Figure 14.3 shows that contiguity neighbours represent the same kinds of relationships with other observations as distance. Some approaches prefer distance neighbours on the basis that, for example, inverse distance neighbours show clearly how all observations are related to each other. However, the development of tests for spatial autocorrelation and spatial regression models has involved the inverse of a spatial process model, which in turn can be represented as the sum of a power series of the product of a coefficient and a spatial weights matrix, so intrinsically acknowledging the relationships of all observations with all other. Sparse contiguity neighbour objects accommodate rich dependency structures without the need to make the structures explicit.

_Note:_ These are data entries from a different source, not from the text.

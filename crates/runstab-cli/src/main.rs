//! Treadmill-style reframing binary.

use anyhow::Context;
use clap::{error::ErrorKind, CommandFactory, Parser};
use tracing::{error, info, warn};

use runstab_cli::{init_tracing, stabilize_config_from_env, StabilizeArgs};
use runstab_media::{
    check_ffmpeg, check_ffprobe, default_person_detector, FfmpegBackend, Stabilizer,
    TrackingStrategy,
};
use runstab_models::TrajectorySource;

#[tokio::main(flavor = "current_thread")]
async fn main() {
    // Load environment variables
    dotenvy::dotenv().ok();

    if let Err(e) = init_tracing() {
        eprintln!("Failed to initialise logging: {}", e);
        std::process::exit(1);
    }

    let args = StabilizeArgs::parse();

    if let Err(e) = run(args).await {
        error!("{:#}", e);
        std::process::exit(1);
    }
}

async fn run(args: StabilizeArgs) -> anyhow::Result<()> {
    let (output, strategy) = match args.resolve(&chrono::Local::now()) {
        Ok(resolved) => resolved,
        Err(e) => StabilizeArgs::command()
            .error(ErrorKind::WrongNumberOfValues, e)
            .exit(),
    };

    let mut config = stabilize_config_from_env();
    if args.cache_frames {
        config.cache_frames = true;
    }

    check_ffmpeg()?;
    check_ffprobe()?;

    let backend = FfmpegBackend::new(config.encoding.clone());
    let mut stabilizer = Stabilizer::new(backend, config).context("invalid configuration")?;
    if strategy == TrackingStrategy::Automatic {
        let detector = default_person_detector().context("automatic tracking")?;
        stabilizer = stabilizer.with_detector(detector);
    }

    let report = stabilizer
        .run(&args.input, &output, strategy)
        .await
        .with_context(|| format!("stabilizing {}", args.input.display()))?;

    match &report.trajectory {
        TrajectorySource::Fitted { fit, inliers, .. } => {
            info!("Trajectory: {} ({} inliers)", fit, inliers)
        }
        TrajectorySource::Manual { anchors } => info!("Trajectory: manual {}", anchors),
        TrajectorySource::CenterFallback { .. } => info!("Trajectory: frame center"),
    }
    for warning in &report.warnings {
        warn!("{}", warning);
    }
    info!(
        "Done: {} ({} frames, {}x{})",
        report.output.display(),
        report.render.frames_rendered,
        report.output_width,
        report.output_height
    );

    if args.json {
        println!("{}", serde_json::to_string_pretty(&report)?);
    }

    Ok(())
}
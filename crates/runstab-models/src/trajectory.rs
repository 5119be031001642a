//! Subject trajectories used to drive cropping.

use serde::{Deserialize, Serialize};

use crate::error::{ModelError, ModelResult};

/// Linear model `x = slope * frame + intercept`.
#[derive(Debug, Clone, Copy, PartialEq, Serialize, Deserialize)]
pub struct LinearFit {
    /// Horizontal speed in pixels per frame
    pub slope: f64,
    /// Position at frame zero
    pub intercept: f64,
}

impl LinearFit {
    /// Create a new linear fit.
    pub fn new(slope: f64, intercept: f64) -> Self {
        Self { slope, intercept }
    }

    /// Line passing through two `(frame, x)` points.
    ///
    /// Returns `None` when both points share a frame index.
    pub fn through(f1: f64, x1: f64, f2: f64, x2: f64) -> Option<Self> {
        if f1 == f2 {
            return None;
        }
        let slope = (x2 - x1) / (f2 - f1);
        Some(Self {
            slope,
            intercept: x1 - slope * f1,
        })
    }

    /// Evaluate the model at a frame index.
    #[inline]
    pub fn at(&self, frame: f64) -> f64 {
        self.slope * frame + self.intercept
    }

    /// Absolute horizontal residual of a point.
    #[inline]
    pub fn residual(&self, frame: f64, x: f64) -> f64 {
        (x - self.at(frame)).abs()
    }
}

impl std::fmt::Display for LinearFit {
    fn fmt(&self, f: &mut std::fmt::Formatter<'_>) -> std::fmt::Result {
        write!(f, "x = {:.2}*frame + {:.0}", self.slope, self.intercept)
    }
}

/// Two user-picked subject positions bounding the calibrated span.
///
/// `start_frame <= end_frame` is expected but not enforced.
#[derive(Debug, Clone, Copy, PartialEq, Serialize, Deserialize)]
pub struct ManualAnchors {
    pub start_frame: i64,
    pub start_x: f64,
    pub start_y: f64,
    pub end_frame: i64,
    pub end_x: f64,
    pub end_y: f64,
}

impl ManualAnchors {
    /// Create anchors from `(frame, x, y)` pairs.
    pub fn new(start: (i64, f64, f64), end: (i64, f64, f64)) -> Self {
        Self {
            start_frame: start.0,
            start_x: start.1,
            start_y: start.2,
            end_frame: end.0,
            end_x: end.1,
            end_y: end.2,
        }
    }

    /// Build anchors from six integers in
    /// `start_frame start_x start_y end_frame end_x end_y` order.
    pub fn from_values(values: &[i64]) -> ModelResult<Self> {
        match values {
            [sf, sx, sy, ef, ex, ey] => Ok(Self::new(
                (*sf, *sx as f64, *sy as f64),
                (*ef, *ex as f64, *ey as f64),
            )),
            _ => Err(ModelError::InvalidAnchors(format!(
                "expected 6 values, got {}",
                values.len()
            ))),
        }
    }

    /// Frame distance between the anchors, never below one.
    pub fn span(&self) -> f64 {
        (self.end_frame - self.start_frame).max(1) as f64
    }

    /// Horizontal speed in pixels per frame.
    pub fn speed_x(&self) -> f64 {
        (self.end_x - self.start_x) / self.span()
    }

    /// Vertical speed in pixels per frame.
    pub fn speed_y(&self) -> f64 {
        (self.end_y - self.start_y) / self.span()
    }
}

impl std::fmt::Display for ManualAnchors {
    fn fmt(&self, f: &mut std::fmt::Formatter<'_>) -> std::fmt::Result {
        write!(
            f,
            "frame{}({},{}) -> frame{}({},{})",
            self.start_frame, self.start_x, self.start_y, self.end_frame, self.end_x, self.end_y
        )
    }
}

/// How a trajectory was obtained.
#[derive(Debug, Clone, PartialEq, Serialize, Deserialize)]
#[serde(tag = "kind", rename_all = "snake_case")]
pub enum TrajectorySource {
    /// Robust fit over detector output.
    Fitted {
        fit: LinearFit,
        /// RANSAC consensus size
        inliers: usize,
        /// Points kept by the secondary rejection pass, if it ran
        kept_after_rejection: Option<usize>,
        /// Total detections considered
        detections: usize,
    },
    /// Interpolated between user anchors.
    Manual { anchors: ManualAnchors },
    /// Too few detections; frame center used for every frame.
    CenterFallback { detections: usize },
}

/// Dense per-frame subject position plus a fixed vertical center.
#[derive(Debug, Clone, PartialEq, Serialize, Deserialize)]
pub struct Trajectory {
    xs: Vec<f64>,
    y_center: f64,
    source: TrajectorySource,
}

impl Trajectory {
    /// Create a trajectory covering `xs.len()` frames.
    pub fn new(xs: Vec<f64>, y_center: f64, source: TrajectorySource) -> ModelResult<Self> {
        if xs.is_empty() {
            return Err(ModelError::EmptyTrajectory);
        }
        Ok(Self {
            xs,
            y_center,
            source,
        })
    }

    /// Number of frames covered.
    pub fn len(&self) -> usize {
        self.xs.len()
    }

    /// Always false for a constructed trajectory.
    pub fn is_empty(&self) -> bool {
        self.xs.is_empty()
    }

    /// Horizontal positions, one per frame.
    pub fn xs(&self) -> &[f64] {
        &self.xs
    }

    /// Horizontal position at a frame.
    pub fn x_at(&self, frame: usize) -> Option<f64> {
        self.xs.get(frame).copied()
    }

    /// Vertical center for the whole video.
    pub fn y_center(&self) -> f64 {
        self.y_center
    }

    /// Provenance of the trajectory.
    pub fn source(&self) -> &TrajectorySource {
        &self.source
    }

    /// True when no tracking took place.
    pub fn is_fallback(&self) -> bool {
        matches!(self.source, TrajectorySource::CenterFallback { .. })
    }

    /// Minimum and maximum horizontal position.
    pub fn x_range(&self) -> (f64, f64) {
        self.xs
            .iter()
            .fold((f64::INFINITY, f64::NEG_INFINITY), |(lo, hi), &x| {
                (lo.min(x), hi.max(x))
            })
    }
}

#[cfg(test)]
mod tests {
    use super::*;

    #[test]
    fn test_line_through_two_points() {
        let fit = LinearFit::through(10.0, 120.0, 20.0, 140.0).unwrap();
        assert!((fit.slope - 2.0).abs() < 1e-9);
        assert!((fit.intercept - 100.0).abs() < 1e-9);
        assert!((fit.residual(30.0, 150.0) - 10.0).abs() < 1e-9);
    }

    #[test]
    fn test_line_through_same_frame_is_none() {
        assert!(LinearFit::through(4.0, 10.0, 4.0, 90.0).is_none());
    }

    #[test]
    fn test_anchor_speed_guards_zero_span() {
        let anchors = ManualAnchors::new((7, 100.0, 50.0), (7, 300.0, 90.0));
        assert_eq!(anchors.span(), 1.0);
        assert_eq!(anchors.speed_x(), 200.0);
        assert_eq!(anchors.speed_y(), 40.0);
    }

    #[test]
    fn test_anchors_from_values() {
        let anchors = ManualAnchors::from_values(&[8, 988, 540, 53, 78, 560]).unwrap();
        assert_eq!(anchors.start_frame, 8);
        assert_eq!(anchors.end_x, 78.0);
        assert!(ManualAnchors::from_values(&[1, 2, 3]).is_err());
    }

    #[test]
    fn test_trajectory_rejects_empty() {
        let err = Trajectory::new(Vec::new(), 0.0, TrajectorySource::CenterFallback { detections: 0 });
        assert_eq!(err.unwrap_err(), ModelError::EmptyTrajectory);
    }

    #[test]
    fn test_trajectory_range_and_source_tag() {
        let trajectory = Trajectory::new(
            vec![300.0, 120.0, 480.0],
            540.0,
            TrajectorySource::CenterFallback { detections: 2 },
        )
        .unwrap();

        assert_eq!(trajectory.x_range(), (120.0, 480.0));
        assert!(trajectory.is_fallback());
        assert_eq!(trajectory.x_at(3), None);

        let json = serde_json::to_value(trajectory.source()).unwrap();
        assert_eq!(json["kind"], "center_fallback");
    }
}
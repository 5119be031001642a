//! FFprobe video information.

use serde::{Deserialize, Serialize};
use std::collections::HashMap;
use std::path::Path;
use std::process::Stdio;
use tokio::process::Command;

use crate::command::check_ffprobe;
use crate::error::{MediaError, MediaResult};

/// Video file information.
///
/// Width and height are display dimensions: a 90/270 degree rotation
/// recorded in the container swaps them, matching the frames FFmpeg decodes.
#[derive(Debug, Clone, PartialEq, Serialize, Deserialize)]
pub struct VideoInfo {
    /// Duration in seconds
    pub duration: f64,
    /// Display width in pixels
    pub width: u32,
    /// Display height in pixels
    pub height: u32,
    /// Frame rate (fps)
    pub fps: f64,
    /// Frame count from the container, or estimated from duration
    pub frame_count: usize,
    /// Rotation in degrees recorded in the container
    pub rotation: i32,
    /// Video codec
    pub codec: String,
}

impl VideoInfo {
    /// Bytes in one packed RGB24 frame.
    pub fn rgb_frame_bytes(&self) -> usize {
        self.width as usize * self.height as usize * 3
    }
}

/// FFprobe JSON output format.
#[derive(Debug, Deserialize)]
struct FfprobeOutput {
    #[serde(default)]
    format: Option<FfprobeFormat>,
    #[serde(default)]
    streams: Vec<FfprobeStream>,
}

#[derive(Debug, Deserialize)]
struct FfprobeFormat {
    duration: Option<String>,
}

#[derive(Debug, Deserialize)]
struct FfprobeStream {
    codec_type: String,
    codec_name: Option<String>,
    width: Option<u32>,
    height: Option<u32>,
    r_frame_rate: Option<String>,
    avg_frame_rate: Option<String>,
    nb_frames: Option<String>,
    duration: Option<String>,
    #[serde(default)]
    tags: HashMap<String, String>,
    #[serde(default)]
    side_data_list: Vec<FfprobeSideData>,
}

#[derive(Debug, Deserialize)]
struct FfprobeSideData {
    rotation: Option<f64>,
}

/// Probe a video file for information.
pub async fn probe_video(path: impl AsRef<Path>) -> MediaResult<VideoInfo> {
    let path = path.as_ref();

    if !path.exists() {
        return Err(MediaError::FileNotFound(path.to_path_buf()));
    }

    check_ffprobe()?;

    let output = Command::new("ffprobe")
        .args([
            "-v",
            "quiet",
            "-print_format",
            "json",
            "-show_format",
            "-show_streams",
        ])
        .arg(path)
        .stdin(Stdio::null())
        .stdout(Stdio::piped())
        .stderr(Stdio::piped())
        .output()
        .await?;

    if !output.status.success() {
        return Err(MediaError::FfprobeFailed {
            message: format!("FFprobe failed on {}", path.display()),
            stderr: Some(String::from_utf8_lossy(&output.stderr).to_string()),
        });
    }

    parse_probe_output(&output.stdout)
}

/// Build [`VideoInfo`] from FFprobe's JSON output.
pub fn parse_probe_output(json: &[u8]) -> MediaResult<VideoInfo> {
    let probe: FfprobeOutput = serde_json::from_slice(json)?;

    let video_stream = probe
        .streams
        .iter()
        .find(|s| s.codec_type == "video")
        .ok_or_else(|| MediaError::InvalidVideo("No video stream found".to_string()))?;

    let duration = video_stream
        .duration
        .as_deref()
        .or(probe.format.as_ref().and_then(|f| f.duration.as_deref()))
        .and_then(|d| d.parse::<f64>().ok())
        .unwrap_or(0.0);

    let fps = video_stream
        .avg_frame_rate
        .as_deref()
        .and_then(parse_frame_rate)
        .or_else(|| video_stream.r_frame_rate.as_deref().and_then(parse_frame_rate))
        .unwrap_or(30.0);

    let frame_count = video_stream
        .nb_frames
        .as_deref()
        .and_then(|n| n.parse::<usize>().ok())
        .filter(|&n| n > 0)
        .unwrap_or_else(|| (duration * fps).round().max(0.0) as usize);

    let rotation = stream_rotation(video_stream);
    let (mut width, mut height) = (
        video_stream.width.unwrap_or(0),
        video_stream.height.unwrap_or(0),
    );
    if rotation.rem_euclid(180) == 90 {
        std::mem::swap(&mut width, &mut height);
    }

    if width == 0 || height == 0 {
        return Err(MediaError::InvalidVideo(
            "Video stream has no dimensions".to_string(),
        ));
    }

    Ok(VideoInfo {
        duration,
        width,
        height,
        fps,
        frame_count,
        rotation,
        codec: video_stream.codec_name.clone().unwrap_or_default(),
    })
}

/// Rotation from the display matrix side data, or the legacy `rotate` tag.
fn stream_rotation(stream: &FfprobeStream) -> i32 {
    stream
        .side_data_list
        .iter()
        .find_map(|sd| sd.rotation)
        .map(|r| r.round() as i32)
        .or_else(|| stream.tags.get("rotate").and_then(|r| r.parse().ok()))
        .unwrap_or(0)
}

/// Parse frame rate string (e.g., "30/1" or "29.97").
fn parse_frame_rate(s: &str) -> Option<f64> {
    if let Some((num, den)) = s.split_once('/') {
        let num: f64 = num.parse().ok()?;
        let den: f64 = den.parse().ok()?;
        if den > 0.0 && num > 0.0 {
            return Some(num / den);
        }
        return None;
    }
    s.parse().ok().filter(|&fps: &f64| fps > 0.0)
}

gridExtra::grid.arrange(tmap_grob(tm1), g1, nrow=1) Figure 14.3: Relationship of shortest paths to distance for Lutowiska; left panel: shortest path counts from Lutowiska; right panel: plot of shortest paths from Lutowiska to other observations and distances (km) from Lutowiska to other observations

## 14.7 Exercises

1. Which kinds of geometry support are appropriate for which functions creating neighbour objects?
2. Which functions creating neighbour objects are only appropriate for planar representations?
3. What difference might the choice of rook rather than queen contiguities make on a chessboard?
4. What are the relationships between neighbour set cardinalities (neighbour counts) and row-standardized weights, and how do they open analyses up to edge effects? Use the chessboard you constructed in exercise 3 for both rook and queen neighbours.